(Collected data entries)

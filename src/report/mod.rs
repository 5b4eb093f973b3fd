//! Scoring and report rendering.
//!
//! # Components
//! - [`score`] - Number of substitutions in a trace
//! - [`report`] - One line per strategy for a task
//! - [`checked_report`] - The same, with every trace validated first
//! - [`report_batch`] - Checked reports for many tasks, rendered in parallel
//! - [`curve`] - Score-versus-accesses data for charting

pub mod curve;

use std::sync::atomic::{AtomicUsize, Ordering};
use std::thread;

use log::{debug, warn};
use parking_lot::Mutex;

use crate::common::Result;
use crate::policy::Strategy;
use crate::sim::{check, simulate, PlacementTrace, SimStats};
use crate::task::Task;

pub use curve::{curve_csv, score_curve};

/// Number of substitutions (page faults) recorded in `trace`.
///
/// # Example
/// ```
/// use pagesim::{score, FrameId, PlacementTrace};
///
/// let trace: PlacementTrace = vec![Some(3), Some(6), None, Some(1), None]
///     .into_iter()
///     .map(|f| f.map(FrameId::new))
///     .collect();
/// assert_eq!(score(&trace), 3);
/// ```
pub fn score(trace: &PlacementTrace) -> usize {
    trace.score()
}

/// Render one report line: `<name> (score <score>): <trace>`.
pub fn report_line(strategy: Strategy, trace: &PlacementTrace) -> String {
    format!("{} (score {}): {}", strategy.name(), trace.score(), trace)
}

/// Run every strategy on `task` and render one line each, in the order of
/// [`Strategy::ALL`], joined by newlines.
pub fn report(task: &Task) -> String {
    Strategy::ALL
        .iter()
        .map(|&strategy| report_line(strategy, &simulate(task, strategy)))
        .collect::<Vec<_>>()
        .join("\n")
}

/// Like [`report`], but every trace is replayed through the validator
/// before its line is rendered.
///
/// # Errors
/// `Error::InvalidTrace` naming the first violation found.
pub fn checked_report(task: &Task) -> Result<String> {
    let lines = Strategy::ALL
        .iter()
        .map(|&strategy| checked_line(task, strategy, &simulate(task, strategy)))
        .collect::<Result<Vec<_>>>()?;
    Ok(lines.join("\n"))
}

fn checked_line(task: &Task, strategy: Strategy, trace: &PlacementTrace) -> Result<String> {
    if let Err(violation) = check(task, trace) {
        warn!("{} produced an invalid trace: {}", strategy, violation);
        return Err(violation.into());
    }

    debug!("{}: {}", strategy, SimStats::from_trace(trace));
    Ok(report_line(strategy, trace))
}

/// Render [`checked_report`] for every task, using up to `workers` threads.
///
/// Runs share no state, so tasks are handed out to workers in any order;
/// the results are slotted back by task position so the output order always
/// matches `tasks`, and the error returned is the one of the earliest
/// failing task.
pub fn report_batch(tasks: &[Task], workers: usize) -> Result<Vec<String>> {
    let workers = workers.clamp(1, tasks.len().max(1));
    let next = AtomicUsize::new(0);
    let slots: Mutex<Vec<Option<Result<String>>>> =
        Mutex::new((0..tasks.len()).map(|_| None).collect());

    thread::scope(|scope| {
        for _ in 0..workers {
            scope.spawn(|| loop {
                let index = next.fetch_add(1, Ordering::Relaxed);
                let Some(task) = tasks.get(index) else {
                    break;
                };
                let rendered = checked_report(task);
                slots.lock()[index] = Some(rendered);
            });
        }
    });

    debug!("rendered {} report(s) on {} worker(s)", tasks.len(), workers);
    slots.into_inner().into_iter().flatten().collect()
}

§ TASK REQUIREMENTS:
Would you write out each entry precisely as it is given?

§ YOUR SOLUTION:
filename src/report/mod.rs
repository 5b4eb093f973b3fd
//! Scoring and report rendering.
//!
//! # Components
//! - [`score`] - Number of substitutions in a trace
//! - [`report`] - One line per strategy for a task
//! - [`checked_report`] - The same, with every trace validated first
//! - [`report_batch`] - Checked reports for many tasks, rendered in parallel
//! - [`curve`] - Score-versus-accesses data for charting

pub mod curve;

use std::sync::atomic::{AtomicUsize, Ordering};
use std::thread;

use log::{debug, warn};
use parking_lot::Mutex;

use crate::common::Result;
use crate::policy::Strategy;
use crate::sim::{check, simulate, PlacementTrace, SimStats};
use crate::task::Task;

pub use curve::{curve_csv, score_curve};

/// Number of substitutions (page faults) recorded in `trace`.
///
/// # Example
/// ```
/// use pagesim::{score, FrameId, PlacementTrace};
///
/// let trace: PlacementTrace = vec![Some(3), Some(6), None, Some(1), None]
///     .into_iter()
///     .map(|f| f.map(FrameId::new))
///     .collect();
/// assert_eq!(score(&trace), 3);
/// ```
pub fn score(trace: &PlacementTrace) -> usize {
    trace.score()
}

/// Render one report line: `<name> (score <score>): <trace>`.
pub fn report_line(strategy: Strategy, trace: &PlacementTrace) -> String {
    format!("{} (score {}): {}", strategy.name(), trace.score(), trace)
}

/// Run every strategy on `task` and render one line each, in the order of
/// [`Strategy::ALL`], joined by newlines.
pub fn report(task: &Task) -> String {
    Strategy::ALL
        .iter()
        .map(|&strategy| report_line(strategy, &simulate(task, strategy)))
        .collect::<Vec<_>>()
        .join("\n")
}

/// Like [`report`], but every trace is replayed through the validator
/// before its line is rendered.
///
/// # Errors
/// `Error::InvalidTrace` naming the first violation found.
pub fn checked_report(task: &Task) -> Result<String> {
    let lines = Strategy::ALL
        .iter()
        .map(|&strategy| checked_line(task, strategy, &simulate(task, strategy)))
        .collect::<Result<Vec<_>>>()?;
    Ok(lines.join("\n"))
}

fn checked_line(task: &Task, strategy: Strategy, trace: &PlacementTrace) -> Result<String> {
    if let Err(violation) = check(task, trace) {
        warn!("{} produced an invalid trace: {}", strategy, violation);
        return Err(violation.into());
    }

    debug!("{}: {}", strategy, SimStats::from_trace(trace));
    Ok(report_line(strategy, trace))
}

/// Render [`checked_report`] for every task, using up to `workers` threads.
///
/// Runs share no state, so tasks are handed out to workers in any order;
/// the results are slotted back by task position so the output order always
/// matches `tasks`, and the error returned is the one of the earliest
/// failing task.
pub fn report_batch(tasks: &[Task], workers: usize) -> Result<Vec<String>> {
    let workers = workers.clamp(1, tasks.len().max(1));
    let next = AtomicUsize::new(0);
    let slots: Mutex<Vec<Option<Result<String>>>> =
        Mutex::new((0..tasks.len()).map(|_| None).collect());

    thread::scope(|scope| {
        for _ in 0..workers {
            scope.spawn(|| loop {
                let index = next.fetch_add(1, Ordering::Relaxed);
                let Some(task) = tasks.get(index) else {
                    break;
                };
                let rendered = checked_report(task);
                slots.lock()[index] = Some(rendered);
            });
        }
    });

    debug!("rendered {} report(s) on {} worker(s)", tasks.len(), workers);
    slots.into_inner().into_iter().flatten().collect()
}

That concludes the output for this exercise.